One area where this trend is becoming more urgent is in climate-related lawsuits against organizations. Most litigation thus far has focused on failing to disclose climate change exposures, but increasingly cases are pursuing claims against companies for not taking steps to reduce climate change risk. “These types of lawsuits can also help to drive shareholder activism and calls for say-on-climate or other environmental-related shareholder proposals,” Wanlass says.
Organizations also face potential reputational risks stemming from the nature of their business, who they’re doing business with and their potential impact on climate change. The potential damage from reputational crises can be significant and is growing in the social media era, a shift that is highlighting the importance of sound leadership to mitigate reputation risk.
“If companies do not proactively provide their own climate narrative, others will tell it for them. And depending on industry, silence may be just as problematic as not telling a story effectively,” Wanlass says.
Where to Begin
Climate change is increasingly top of mind for business leaders, even through the ongoing global pandemic — and perhaps because of it. “In the past six months, we’ve gotten more inquiries about climate change than ever before,” says Jeremy Barton, managing director, Aon Inpoint, Asia Pacific.

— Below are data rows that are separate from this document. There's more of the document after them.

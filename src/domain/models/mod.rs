//! Domain models

pub mod completion;
pub mod config;
pub mod legacy;
pub mod progress;
pub mod song;
pub mod workflow;

pub use completion::{completion_percentage, CompletionMap, CompletionResult};
pub use config::{BackfillConfig, CacheConfig, Config, DatabaseConfig, LoggingConfig, ProgressConfig};
pub use legacy::{is_legacy_step, LegacyAuthoringRecord, LegacyAvailability, LEGACY_STEP_FIELDS};
pub use progress::{collapse_progress_rows, ProgressMap, SongProgress, UncompletePolicy};
pub use song::{SongId, SongRef, UserId};
pub use workflow::{
    humanize_step_name, sort_steps, validate_step_name, validate_steps, StepSpec, UserWorkflow,
    WorkflowStep, WorkflowTemplate,
};
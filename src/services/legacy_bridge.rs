//! Read-only view of legacy authoring records through the dynamic step model.

use std::collections::HashMap;
use std::sync::Arc;
use tracing::{debug, warn};

use crate::domain::models::{LegacyAvailability, ProgressMap, SongId};
use crate::domain::ports::LegacyAuthoringSource;

/// Synthesizes step progress from legacy records. Never fails.
#[derive(Clone)]
pub struct LegacyBridge {
    source: Arc<dyn LegacyAuthoringSource>,
}

impl LegacyBridge {
    pub fn new(source: Arc<dyn LegacyAuthoringSource>) -> Self {
        Self { source }
    }

    pub fn availability(&self) -> LegacyAvailability {
        self.source.availability()
    }

    /// Legacy progress for the given songs. Songs without a record are omitted.
    ///
    /// An unavailable source yields an empty map without querying. A read
    /// failure is logged and also yields an empty map.
    pub async fn progress_for_songs(&self, song_ids: &[SongId]) -> ProgressMap {
        if song_ids.is_empty() {
            return HashMap::new();
        }
        if !self.source.availability().is_available() {
            debug!(songs = song_ids.len(), "legacy authoring unavailable; skipping fallback");
            return HashMap::new();
        }

        match self.source.records_for_songs(song_ids).await {
            Ok(records) => records
                .into_iter()
                .map(|record| (record.song_id, record.to_progress()))
                .collect(),
            Err(e) => {
                warn!(
                    error = %e,
                    songs = song_ids.len(),
                    "legacy authoring lookup failed; treating songs as having no legacy progress"
                );
                HashMap::new()
            }
        }
    }
}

Green says companies that face regular physical risks due to climate change — like impacts of ever-stronger hurricanes or potential flooding on office locations— have a head start they can build upon.
But for many companies, addressing climate change is new territory. It can be overwhelming to know where and how to begin.
“Climate change means different things to different people. Start by getting collective thinking across the organization so you can build toward a single vision,” says Barton. “From there, you can start analyzing the risks and opportunities. And don’t be afraid to ask for help. Start small. But the important thing is to start.”